Para o jogo com o V. Guimarães, em atraso da 1.ª jornada da Liga, o Rio Ave não vai poder contar com Taremi, Nadjack, Aderllan Santos, Diogo Figueiras e Lucas Piazón. O primeiro está ao serviço da seleção iraniana, o segundo lesionado e os restantes ainda não tinham sido inscritos ou contratados na data em que o jogo não foi realizado devido a problemas estruturais numa das bancadas do Estádio dos Arcos.

Carlos Carvalhal, treinador da equipa de Vila do Conde, relativizou as baixas que tem para o jogo deste domingo.

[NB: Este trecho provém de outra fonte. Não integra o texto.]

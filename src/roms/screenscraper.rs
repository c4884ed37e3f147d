//! ScreenScraper (`jeuInfos.php`) client.
//!
//! A game is looked up by ROM name within the console's system. The file
//! name is tried first, then the cleaned title; the first hit wins.

use async_trait::async_trait;
use reqwest::{Client, StatusCode};
use serde::Deserialize;

use crate::config::ScreenScraperConfig;
use crate::models::RomGame;
use crate::resilience::RetryPolicy;
use crate::roms::metadata::{
    clean_title, MetadataSource, RemoteImage, ScrapeError, ScrapedMetadata, MAX_SCREENSHOTS,
};

/// Region preference for names, dates and media.
const REGIONS: &[&str] = &["ss", "us", "wor", "eu", "uk", "jp"];

/// ScreenScraper system id for a console directory name.
pub fn system_id(console: &str) -> Option<u32> {
    let key: String = console
        .chars()
        .filter(|c| c.is_ascii_alphanumeric())
        .collect::<String>()
        .to_lowercase();

    let id = match key.as_str() {
        "megadrive" | "genesis" | "md" => 1,
        "mastersystem" | "sms" => 2,
        "nes" | "famicom" => 3,
        "snes" | "superfamicom" | "sfc" => 4,
        "gb" | "gameboy" => 9,
        "gbc" | "gameboycolor" => 10,
        "gba" | "gameboyadvance" => 12,
        "gamecube" | "gc" | "ngc" => 13,
        "n64" | "nintendo64" => 14,
        "nds" | "ds" => 15,
        "wii" => 16,
        "32x" | "sega32x" => 19,
        "segacd" | "megacd" => 20,
        "gamegear" | "gg" => 21,
        "saturn" => 22,
        "dreamcast" | "dc" => 23,
        "atari2600" => 26,
        "lynx" => 28,
        "pcengine" | "tg16" | "turbografx16" | "pce" => 31,
        "xbox" => 32,
        "psx" | "ps1" | "playstation" => 57,
        "ps2" | "playstation2" => 58,
        "psp" => 61,
        "amiga" => 64,
        "c64" | "commodore64" => 66,
        "arcade" | "mame" | "fbneo" => 75,
        "neogeo" => 142,
        _ => return None,
    };
    Some(id)
}

pub struct ScreenScraper {
    client: Client,
    retry: RetryPolicy,
    config: ScreenScraperConfig,
    dev_id: String,
    dev_password: String,
}

impl ScreenScraper {
    /// `None` without developer credentials.
    pub fn new(client: Client, retry: RetryPolicy, config: &ScreenScraperConfig) -> Option<Self> {
        let dev_id = config.dev_id.clone().filter(|s| !s.is_empty())?;
        let dev_password = config.dev_password.clone().filter(|s| !s.is_empty())?;
        Some(Self {
            client,
            retry,
            config: config.clone(),
            dev_id,
            dev_password,
        })
    }

    async fn fetch(&self, system: u32, rom_name: &str) -> Result<Option<Jeu>, ScrapeError> {
        let url = format!("{}/jeuInfos.php", self.config.base_url.trim_end_matches('/'));
        let system = system.to_string();

        let mut params: Vec<(&str, &str)> = vec![
            ("devid", self.dev_id.as_str()),
            ("devpassword", self.dev_password.as_str()),
            ("softname", self.config.softname.as_str()),
            ("output", "json"),
            ("systemeid", system.as_str()),
            ("romnom", rom_name),
        ];
        if let (Some(user), Some(password)) = (&self.config.username, &self.config.password) {
            params.push(("ssid", user.as_str()));
            params.push(("sspassword", password.as_str()));
        }

        let response = self
            .retry
            .send(|| self.client.get(&url).query(&params))
            .await?;

        match response.status() {
            // unknown rom
            StatusCode::NOT_FOUND => return Ok(None),
            status if !status.is_success() => {
                let message = response.text().await.unwrap_or_default();
                return Err(ScrapeError::Upstream {
                    status: status.as_u16(),
                    message: message.chars().take(200).collect(),
                });
            }
            _ => {}
        }

        let body = response.text().await?;
        parse_response(&body).map(Some)
    }
}

#[async_trait]
impl MetadataSource for ScreenScraper {
    fn name(&self) -> &'static str {
        "screenscraper"
    }

    async fn lookup(&self, game: &RomGame) -> Result<Option<ScrapedMetadata>, ScrapeError> {
        let system = system_id(&game.console)
            .ok_or_else(|| ScrapeError::UnsupportedConsole(game.console.clone()))?;

        let mut candidates = vec![game.filename.clone()];
        let cleaned = clean_title(&game.title);
        if !cleaned.is_empty() && cleaned != game.filename {
            candidates.push(cleaned);
        }

        for candidate in &candidates {
            tracing::debug!(game_id = game.id, system, candidate = %candidate, "Querying ScreenScraper");
            if let Some(jeu) = self.fetch(system, candidate).await? {
                return Ok(Some(jeu.into_metadata()));
            }
        }
        Ok(None)
    }
}

#[derive(Debug, Deserialize)]
struct Envelope {
    response: Inner,
}

#[derive(Debug, Deserialize)]
struct Inner {
    jeu: Jeu,
}

#[derive(Debug, Default, Deserialize)]
#[serde(default)]
pub(crate) struct Jeu {
    noms: Vec<Localized>,
    synopsis: Vec<Localized>,
    dates: Vec<Localized>,
    genres: Vec<Genre>,
    medias: Vec<Media>,
}

#[derive(Debug, Default, Deserialize)]
#[serde(default)]
struct Localized {
    region: Option<String>,
    langue: Option<String>,
    text: String,
}

#[derive(Debug, Default, Deserialize)]
#[serde(default)]
struct Genre {
    noms: Vec<Localized>,
}

#[derive(Debug, Default, Deserialize)]
#[serde(default)]
struct Media {
    #[serde(rename = "type")]
    kind: String,
    region: Option<String>,
    url: String,
    format: Option<String>,
}

fn region_rank(region: Option<&str>) -> usize {
    region
        .and_then(|r| REGIONS.iter().position(|p| *p == r))
        .unwrap_or(REGIONS.len())
}

fn by_region(items: &[Localized]) -> Option<&Localized> {
    items
        .iter()
        .filter(|i| !i.text.is_empty())
        .min_by_key(|i| region_rank(i.region.as_deref()))
}

fn english(items: &[Localized]) -> Option<&Localized> {
    items
        .iter()
        .find(|i| i.langue.as_deref() == Some("en"))
        .or_else(|| items.first())
        .filter(|i| !i.text.is_empty())
}

impl Jeu {
    pub(crate) fn into_metadata(self) -> ScrapedMetadata {
        let year = self
            .dates
            .iter()
            .filter_map(|d| d.text.get(..4)?.parse::<i32>().ok().map(|y| (d, y)))
            .min_by_key(|(d, _)| region_rank(d.region.as_deref()))
            .map(|(_, y)| y);

        let genres = self
            .genres
            .iter()
            .filter_map(|g| english(&g.noms))
            .map(|n| n.text.clone())
            .collect();

        let box_art = self
            .medias
            .iter()
            .filter(|m| m.kind == "box-2D" && !m.url.is_empty())
            .min_by_key(|m| region_rank(m.region.as_deref()))
            .map(|m| RemoteImage::new(&m.url, m.format.as_deref()));

        let screenshots = self
            .medias
            .iter()
            .filter(|m| m.kind == "ss" && !m.url.is_empty())
            .take(MAX_SCREENSHOTS)
            .map(|m| RemoteImage::new(&m.url, m.format.as_deref()))
            .collect();

        ScrapedMetadata {
            title: by_region(&self.noms).map(|n| n.text.clone()),
            description: english(&self.synopsis).map(|s| s.text.clone()),
            year,
            genres,
            box_art,
            screenshots,
        }
    }
}

pub(crate) fn parse_response(body: &str) -> Result<Jeu, ScrapeError> {
    serde_json::from_str::<Envelope>(body)
        .map(|e| e.response.jeu)
        .map_err(|e| ScrapeError::Decode(e.to_string()))
}

#[cfg(test)]
mod tests {
    use super::*;

    const SAMPLE: &str = r#"{
        "header": {"success": "true"},
        "response": {
            "jeu": {
                "id": "3195",
                "noms": [
                    {"region": "jp", "text": "Super Mario World: Super Mario Bros. 4"},
                    {"region": "ss", "text": "Super Mario World"}
                ],
                "synopsis": [
                    {"langue": "fr", "text": "Mario part..."},
                    {"langue": "en", "text": "Mario sets out..."}
                ],
                "dates": [
                    {"region": "jp", "text": "1990-11-21"},
                    {"region": "us", "text": "1991-08-13"}
                ],
                "genres": [
                    {"id": "7", "noms": [{"langue": "de", "text": "Plattform"}, {"langue": "en", "text": "Platform"}]}
                ],
                "medias": [
                    {"type": "box-2D", "region": "jp", "url": "https://ss/jp-box", "format": "png"},
                    {"type": "box-2D", "region": "us", "url": "https://ss/us-box", "format": "png"},
                    {"type": "ss", "region": "wor", "url": "https://ss/ss1", "format": "png"},
                    {"type": "ss", "region": "us", "url": "https://ss/ss2", "format": "jpg"},
                    {"type": "wheel", "region": "wor", "url": "https://ss/wheel", "format": "png"}
                ]
            }
        }
    }"#;

    #[test]
    fn test_system_ids() {
        assert_eq!(system_id("snes"), Some(4));
        assert_eq!(system_id("Mega Drive"), Some(1));
        assert_eq!(system_id("PS1"), Some(57));
        assert_eq!(system_id("vectrex-homebrew"), None);
    }

    #[test]
    fn test_parse_prefers_regions_and_english() {
        let metadata = parse_response(SAMPLE).unwrap().into_metadata();

        assert_eq!(metadata.title.as_deref(), Some("Super Mario World"));
        assert_eq!(metadata.description.as_deref(), Some("Mario sets out..."));
        assert_eq!(metadata.year, Some(1991));
        assert_eq!(metadata.genres, vec!["Platform".to_string()]);
        assert_eq!(
            metadata.box_art,
            Some(RemoteImage::new("https://ss/us-box", Some("png")))
        );
        assert_eq!(metadata.screenshots.len(), 2);
        assert_eq!(metadata.screenshots[1].format.as_deref(), Some("jpg"));
    }

    #[test]
    fn test_parse_rejects_unexpected_body() {
        assert!(matches!(
            parse_response("Erreur : Rom/Iso/Dossier non trouvée !"),
            Err(ScrapeError::Decode(_))
        ));
    }

    #[test]
    fn test_unconfigured_client() {
        let config = ScreenScraperConfig::default();
        assert!(ScreenScraper::new(Client::new(), RetryPolicy::default(), &config).is_none());
    }
}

«Não podemos valorizar essas ausências. Temos de jogar e encontrar soluções. Estamos focados na nossa identidade e, independentemente do adversário, estamos a preparar uma dinâmica. Temos apresentado um bom futebol em casa, ganhámos 6-1 à Oliveirense [Taça da Liga] e 5-1 ao Aves [campeonato] e queremos dar continuidade», disse na antevisão ao jogo.

Mais sobre o Rio Ave

Carvalhal deixou elogios ao conjunto orientado por Ivo Vieira, apesar de ainda não ter somado qualquer triunfo nos três jogos anteriores do campeonato. «É uma equipa bem organizada, que o Ivo [Vieira] preparou bem. Tem uma identidade bem vincada, um futebol que não fácil contrariar, com uma boa dinâmica ofensiva. Mas estamos prontos para as dificuldades do jogo, e com olhos postos nos três pontos», destacou.

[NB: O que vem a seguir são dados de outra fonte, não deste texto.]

//! HTTP subsystem.
//!
//! # Data Flow
//! ```text
//! TCP connection
//!     → server.rs (axum Router, tower-http layers)
//!     → middleware/metrics.rs (request metrics, visitors)
//!     → middleware/auth.rs (API key on ROM writes)
//!     → api::* handlers (params.rs for shared parameter rules)
//!     → error.rs (ApiError → JSON error body)
//! ```

pub mod error;
pub mod middleware;
pub mod params;
pub mod server;

pub use error::{ApiError, ApiResult};
pub use server::{AppState, HttpServer};
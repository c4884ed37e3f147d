//! Retry logic for outbound HTTP.
//!
//! # Responsibilities
//! - Decide whether a failed attempt is worth repeating
//! - Re-send with exponential backoff + jitter until attempts run out
//!
//! # Design Decisions
//! - Retryable: 429, 502, 503, 504, connect errors and timeouts
//! - The last response is handed back as-is so callers map its status

use reqwest::{RequestBuilder, Response, StatusCode};

use crate::config::ScraperConfig;
use crate::resilience::backoff::calculate_backoff;

pub fn is_retryable_status(status: StatusCode) -> bool {
    matches!(
        status,
        StatusCode::TOO_MANY_REQUESTS
            | StatusCode::BAD_GATEWAY
            | StatusCode::SERVICE_UNAVAILABLE
            | StatusCode::GATEWAY_TIMEOUT
    )
}

pub fn is_retryable_error(error: &reqwest::Error) -> bool {
    error.is_connect() || error.is_timeout()
}

#[derive(Debug, Clone, Copy, PartialEq, Eq)]
pub struct RetryPolicy {
    pub max_attempts: u32,
    pub base_delay_ms: u64,
    pub max_delay_ms: u64,
}

impl RetryPolicy {
    pub fn from_config(config: &ScraperConfig) -> Self {
        Self {
            max_attempts: config.max_attempts.max(1),
            base_delay_ms: config.base_delay_ms,
            max_delay_ms: config.max_delay_ms,
        }
    }

    /// Send the request built by `build`, rebuilding it for every attempt.
    pub async fn send<F>(&self, build: F) -> Result<Response, reqwest::Error>
    where
        F: Fn() -> RequestBuilder,
    {
        let mut attempt = 1;
        loop {
            let result = build().send().await;
            let retry = match &result {
                Ok(response) => is_retryable_status(response.status()),
                Err(e) => is_retryable_error(e),
            };
            if !retry || attempt >= self.max_attempts {
                return result;
            }

            let delay = calculate_backoff(attempt, self.base_delay_ms, self.max_delay_ms);
            match &result {
                Ok(response) => tracing::warn!(
                    attempt,
                    status = response.status().as_u16(),
                    delay_ms = delay.as_millis() as u64,
                    "Upstream returned retryable status"
                ),
                Err(e) => tracing::warn!(
                    attempt,
                    error = %e,
                    delay_ms = delay.as_millis() as u64,
                    "Upstream request failed, retrying"
                ),
            }
            tokio::time::sleep(delay).await;
            attempt += 1;
        }
    }
}

impl Default for RetryPolicy {
    fn default() -> Self {
        Self::from_config(&ScraperConfig::default())
    }
}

O Rio Ave chega a este jogo uma semana após o triunfo surpreendente sobre o Sporting por 3-2 em Alvalade, resultado que acabou por ditar a saída de Marcel Keizer do comando técnico dos leões. «Não quero emitir opinião sob casos individuais, mas, na generalidade, acho muito mau para qualquer clube despedir um treinador à quarta jornada. Custa-me entender. Mas são os tempos que correm, em que nós treinadores temos de ser, muitas vezes, o escape de erros que muitas vezes não são nossos», desabafou Carvalhal, recusando que os vilacondenses tenham já um estatuto de equipa temível.

«Estamos no início do campeonato, e ainda não temos um estatuto. Acredito que o vamos ter, mas o nosso propósito é teremos uma dinâmica que levem os adversários a ter de subjugar a sua identidade em função da estratégia», perspetivou.